Un hallazgo sorprendente es que la gente joven y las personas maduras invierten casi el mismo tiempo en estas conductas; otro, que no asombra a nadie, es que las personas que están iniciando una relación sentimental invierten mucho más tiempo en verse atractivos que quienes llevan varios años casados; y si hablamos con perspectiva, en sociedades tradicionales con roles de género muy marcados, las mujeres invierten más tiempo en verse hermosas.
Mientras escribía esto, recordé los dos años más duros de la pandemia, en los que muchos dejamos de lado el perfume y las camisas, y adoptamos las playeras y los pants como un uniforme de trabajo, lo cual me hizo suponer que la tendencia iría a la baja.
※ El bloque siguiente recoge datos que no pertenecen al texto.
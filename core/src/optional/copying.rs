use crate::abort::fail;
use crate::outcome::Outcome;

use super::{absent_message, Optional};
use super::Optional::{Absent, Present};

/// Combinators on a borrowed [`Optional`]: each clones the payload into its result, leaving the source untouched.
///
/// Method names and semantics match the owned combinators on [`Optional`]. Call them through
/// [`as_const`](Optional::as_const) or any shared reference:
///
/// ```
/// use tagsum_core::prelude::*;
///
/// let x = some(vec![1, 2, 3]);
/// let len = x.as_const().map(|v| v.len());
/// assert_eq!(len, some(3));
/// assert_eq!(x.as_const().unwrap(), vec![1, 2, 3]); // `x` still holds its payload
/// ```
pub trait CopyingOptional {
  type Payload;

  fn expect(self, message: &str) -> Self::Payload;
  fn unwrap(self) -> Self::Payload;
  fn unwrap_or(self, default: Self::Payload) -> Self::Payload;
  fn unwrap_or_else(self, fallback: impl FnOnce() -> Self::Payload) -> Self::Payload;
  fn unwrap_or_default(self) -> Self::Payload where Self::Payload: Default;

  fn map<U>(self, f: impl FnOnce(Self::Payload) -> U) -> Optional<U>;
  fn map_or<U>(self, default: U, f: impl FnOnce(Self::Payload) -> U) -> U;
  fn map_or_else<U>(self, fallback: impl FnOnce() -> U, f: impl FnOnce(Self::Payload) -> U) -> U;
  fn filter(self, predicate: impl FnOnce(&Self::Payload) -> bool) -> Optional<Self::Payload>;
  fn zip<U>(self, other: Optional<U>) -> Optional<(Self::Payload, U)>;

  fn and<U>(self, other: Optional<U>) -> Optional<U>;
  fn and_then<U>(self, f: impl FnOnce(Self::Payload) -> Optional<U>) -> Optional<U>;
  fn or(self, other: Optional<Self::Payload>) -> Optional<Self::Payload>;
  fn or_else(self, f: impl FnOnce() -> Optional<Self::Payload>) -> Optional<Self::Payload>;
  fn xor_else(self, other: Optional<Self::Payload>) -> Optional<Self::Payload>;

  fn ok_or<E>(self, err: E) -> Outcome<Self::Payload, E>;
  fn ok_or_else<E>(self, err: impl FnOnce() -> E) -> Outcome<Self::Payload, E>;

  fn convert<U: From<Self::Payload>>(self) -> Optional<U>;
}

impl<T: Clone> CopyingOptional for &Optional<T> {
  type Payload = T;

  #[inline]
  #[track_caller]
  fn expect(self, message: &str) -> T {
    match self {
      Present(value) => value.clone(),
      Absent => fail(absent_message(message, ": ")),
    }
  }
  #[inline]
  #[track_caller]
  fn unwrap(self) -> T {
    match self {
      Present(value) => value.clone(),
      Absent => fail(absent_message("", "")),
    }
  }
  #[inline]
  fn unwrap_or(self, default: T) -> T {
    self.as_ref().cloned().unwrap_or(default)
  }
  #[inline]
  fn unwrap_or_else(self, fallback: impl FnOnce() -> T) -> T {
    self.as_ref().cloned().unwrap_or_else(fallback)
  }
  #[inline]
  fn unwrap_or_default(self) -> T where T: Default {
    self.as_ref().cloned().unwrap_or_default()
  }

  #[inline]
  fn map<U>(self, f: impl FnOnce(T) -> U) -> Optional<U> {
    self.as_ref().cloned().map(f)
  }
  #[inline]
  fn map_or<U>(self, default: U, f: impl FnOnce(T) -> U) -> U {
    self.as_ref().cloned().map_or(default, f)
  }
  #[inline]
  fn map_or_else<U>(self, fallback: impl FnOnce() -> U, f: impl FnOnce(T) -> U) -> U {
    self.as_ref().cloned().map_or_else(fallback, f)
  }
  #[inline]
  fn filter(self, predicate: impl FnOnce(&T) -> bool) -> Optional<T> {
    match self {
      Present(value) => if predicate(value) { Present(value.clone()) } else { Absent },
      Absent => Absent,
    }
  }
  #[inline]
  fn zip<U>(self, other: Optional<U>) -> Optional<(T, U)> {
    self.as_ref().cloned().zip(other)
  }

  #[inline]
  fn and<U>(self, other: Optional<U>) -> Optional<U> {
    self.as_ref().and(other)
  }
  #[inline]
  fn and_then<U>(self, f: impl FnOnce(T) -> Optional<U>) -> Optional<U> {
    self.as_ref().cloned().and_then(f)
  }
  #[inline]
  fn or(self, other: Optional<T>) -> Optional<T> {
    self.as_ref().cloned().or(other)
  }
  #[inline]
  fn or_else(self, f: impl FnOnce() -> Optional<T>) -> Optional<T> {
    self.as_ref().cloned().or_else(f)
  }
  #[inline]
  fn xor_else(self, other: Optional<T>) -> Optional<T> {
    self.as_ref().cloned().xor_else(other)
  }

  #[inline]
  fn ok_or<E>(self, err: E) -> Outcome<T, E> {
    self.as_ref().cloned().ok_or(err)
  }
  #[inline]
  fn ok_or_else<E>(self, err: impl FnOnce() -> E) -> Outcome<T, E> {
    self.as_ref().cloned().ok_or_else(err)
  }

  #[inline]
  fn convert<U: From<T>>(self) -> Optional<U> {
    self.as_ref().cloned().convert()
  }
}


#[cfg(test)]
mod tests {
  use crate::optional::{none, some, CopyingOptional, Optional};
  use crate::outcome::Outcome;

  #[test]
  fn borrowed_combinators_leave_source_intact() {
    let x = some(vec![1, 2, 3, 4]);
    assert_eq!(x.as_const().map(|v| v.len()), some(4));
    assert_eq!(x.as_const().unwrap(), vec![1, 2, 3, 4]);
    assert_eq!(x.as_const().expect("present"), vec![1, 2, 3, 4]);
    assert_eq!(x.as_const().ok_or(()), Outcome::Ok(vec![1, 2, 3, 4]));
    assert_eq!(x.as_const().and_then(|v| some(v.len())), some(4));
    assert_eq!(x.get().len(), 4);
  }

  #[test]
  fn borrowed_fallbacks() {
    let absent: Optional<String> = none();
    assert_eq!(absent.as_const().unwrap_or("d".to_string()), "d");
    assert_eq!(absent.as_const().unwrap_or_else(|| "e".to_string()), "e");
    assert_eq!(absent.as_const().unwrap_or_default(), "");
    assert_eq!(absent.as_const().map_or(0, |s| s.len()), 0);
    assert_eq!(absent.as_const().map_or_else(|| 1, |s| s.len()), 1);
    assert_eq!(absent.as_const().or(some("o".to_string())), some("o".to_string()));
    assert_eq!(absent.as_const().or_else(|| some("p".to_string())), some("p".to_string()));
    assert_eq!(absent.as_const().ok_or_else(|| 5), Outcome::Err(5));
  }

  #[test]
  fn borrowed_filter_xor_zip() {
    let x = some(String::from("abc"));
    assert_eq!(x.as_const().filter(|s| s.len() == 3), some(String::from("abc")));
    assert_eq!(x.as_const().filter(|s| s.is_empty()), none());
    assert_eq!(x.as_const().xor_else(none()), some(String::from("abc")));
    assert_eq!(x.as_const().xor_else(some(String::new())), none());
    assert_eq!(x.as_const().zip(some(1)), some((String::from("abc"), 1)));
    assert_eq!(x.as_const().and(some(2)), some(2));
    assert_eq!(x.as_const().convert::<Box<str>>(), some(Box::from("abc")));
    assert!(x.is_present_and(|s| s == "abc"));
  }

  #[test]
  fn shared_reference_receiver() {
    let x = some(5);
    let r = &x;
    assert_eq!(r.map(|v| v + 1), some(6));
    assert_eq!(x, some(5));
  }
}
Pero me equivoco: los usuarios más activos de redes sociales —y, me atrevo a añadir, quienes pasan mucho tiempo dando la cara en reuniones virtuales— suelen invertir más tiempo mejorando su apariencia física; o sea que se maquillan y hacen pilates para salir bien en la selfie.
Pero hay otra cosa, que el estudio parece no abordar en su enfoque centrado en aspectos biológicos: que uno modifica o cubre su cuerpo con el equivalente a las plumas del pavorreal, no sólo para parecer hermoso, sino también como signo de qué nos gusta, qué rechazamos y en qué creemos. Analizando la ropa, el arreglo personal y el corte de pelo, podemos adivinar si un hombre escucha heavy metal o a Luis Miguel; si ella es católica ferviente o apóstata y liberal; si alguien se dedica a la abogacía o si es hippie y vive de la venta de productos orgánicos. Y ya no hablemos de los rasgos de personalidad que revelan un maquillaje excesivo o nulo, el pelo que cubre la cara, el acicalamiento obsesivo o el desaseo corporal.
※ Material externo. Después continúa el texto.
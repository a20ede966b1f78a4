use super::Optional::{self, Absent, Present};

/// Marker-only optional: present carries no payload.
impl Optional<()> {
  /// A present marker.
  #[inline]
  pub const fn marker() -> Self { Present(()) }

  /// Present if `flag` holds, absent otherwise.
  #[inline]
  pub const fn from_flag(flag: bool) -> Self {
    if flag { Present(()) } else { Absent }
  }

  /// Marks `self` present, returning the previous state.
  #[inline]
  pub fn set(&mut self) -> Self {
    self.replace(())
  }

  /// Computes a payload from nothing when present.
  #[inline]
  pub fn map_unit<U>(self, f: impl FnOnce() -> U) -> Optional<U> { self.map(|()| f()) }

  #[inline]
  pub fn and_then_unit<U>(self, f: impl FnOnce() -> Optional<U>) -> Optional<U> { self.and_then(|()| f()) }
}
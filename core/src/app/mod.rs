//! Application-side setup shared by binaries using this crate: environment loading, tracing subscribers, and routing
//! of ordinary panics into the abort report.

#[cfg(feature = "app_panic_handler")]
pub mod panic_handler;
#[cfg(feature = "app_env")]
pub mod env;
#[cfg(feature = "app_tracing")]
pub mod tracing;
//! Runs a single abort scenario named on the command line, so abort reports can be observed from a parent process.
//!
//! ```text
//! tagsum_probe <scenario>
//! ```
//!
//! Scenarios that abort never return; the others print their result to standard output and exit successfully.

use std::error::Error;
use std::fmt;
use std::num::ParseIntError;

use tracing::debug;

use tagsum_core::abort::{AbortConfig, ConfigError};
use tagsum_core::app::env;
use tagsum_core::app::panic_handler::install_panic_handler;
use tagsum_core::app::tracing::AppTracingBuilder;
use tagsum_core::catch::Undeclared;
use tagsum_core::prelude::*;

#[derive(Debug, thiserror::Error)]
enum ProbeError {
  #[error("Missing scenario argument; expected one of: {}", SCENARIOS.join(", "))]
  MissingScenario,
  #[error("Unknown scenario '{0}'; expected one of: {}", SCENARIOS.join(", "))]
  UnknownScenario(String),
  #[error("Invalid abort configuration")]
  Config(#[from] ConfigError),
  #[error("Undeclared failure: {0}")]
  Undeclared(Undeclared),
}

const SCENARIOS: &[&str] = &[
  "unwrap-none",
  "expect-none",
  "get-none",
  "unwrap-err",
  "expect-err",
  "unwrap-err-on-ok",
  "get-wrong",
  "opaque-err",
  "fail-macro",
  "invoke-or-abort",
  "invoke-or-abort-panic",
  "expect-tuple",
  "expect-with",
  "panic",
  "invoke",
];

/// Error type that [`Catch`] is not asked to catch.
#[derive(Debug)]
struct Unexpected;
impl fmt::Display for Unexpected {
  fn fmt(&self, f: &mut fmt::Formatter<'_>) -> fmt::Result { f.write_str("unexpected failure") }
}
impl Error for Unexpected {}

/// Error type without a [`Diagnose`] text.
#[derive(Debug)]
struct Opaque;
impl Diagnose for Opaque {}

fn main() -> Result<(), Box<dyn Error>> {
  env::load_dotenv_into_env();
  AbortConfig::from_env().map_err(ProbeError::from)?.install();
  let _tracing = AppTracingBuilder::default().build();

  let scenario = std::env::args().nth(1).ok_or(ProbeError::MissingScenario)?;
  debug!(scenario = scenario.as_str(), "running probe scenario");
  run(&scenario)?;
  Ok(())
}

fn run(scenario: &str) -> Result<(), ProbeError> {
  match scenario {
    "unwrap-none" => {
      none::<u32>().unwrap();
    }
    "expect-none" => {
      none::<u32>().expect("Error and abort!");
    }
    "get-none" => {
      none::<u32>().get();
    }
    "unwrap-err" => {
      err::<u32, &str>("emergency failure").unwrap();
    }
    "expect-err" => {
      err::<u32, &str>("emergency failure").expect("Testing expect");
    }
    "unwrap-err-on-ok" => {
      ok::<u32, &str>(10).unwrap_err();
    }
    "get-wrong" => {
      ok::<u32, u32>(1).get_err();
    }
    "opaque-err" => {
      err::<u32, Opaque>(Opaque).expect("Opaque failure");
    }
    "fail-macro" => {
      tagsum_core::fail!("Error and abort!");
    }
    "invoke-or-abort" => {
      let _ = Catch::<ParseIntError>::invoke_or_abort(|| Err::<u32, _>(Unexpected));
    }
    "invoke-or-abort-panic" => {
      let _ = Catch::<ParseIntError>::invoke_or_abort(|| -> Result<u32, ParseIntError> { panic!("boom") });
    }
    "expect-tuple" => {
      err::<u32, (u8, &str)>((3, "three")).expect("Tuple failure");
    }
    "expect-with" => {
      err::<u32, Unexpected>(Unexpected).expect_with("Described failure", |e| Some(e.to_string()));
    }
    "panic" => {
      install_panic_handler();
      let values: Vec<u32> = Vec::new();
      let index = values.len() + 3;
      println!("{}", values[index]);
    }
    "invoke" => {
      for input in ["123456", "foo"] {
        let parsed = Catch::<ParseIntError>::invoke(|| input.parse::<u32>()).map_err(ProbeError::Undeclared)?;
        println!("{}", parsed.unwrap_or_default());
      }
    }
    other => return Err(ProbeError::UnknownScenario(other.to_string())),
  }
  Ok(())
}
Desde luego, no siempre acertaremos. Pero quizá esa enorme porción de vida que dedicamos a lo que los otros ven no sólo sirve para parecer atractivos: también se trata de hallar la playera, el estilo de barba, el peinado, el accesorio o el maquillaje que transmita, lo más fielmente posible, la individualidad de quiénes somos. Y tú, ¿cuánto tiempo pasas al día arreglándote?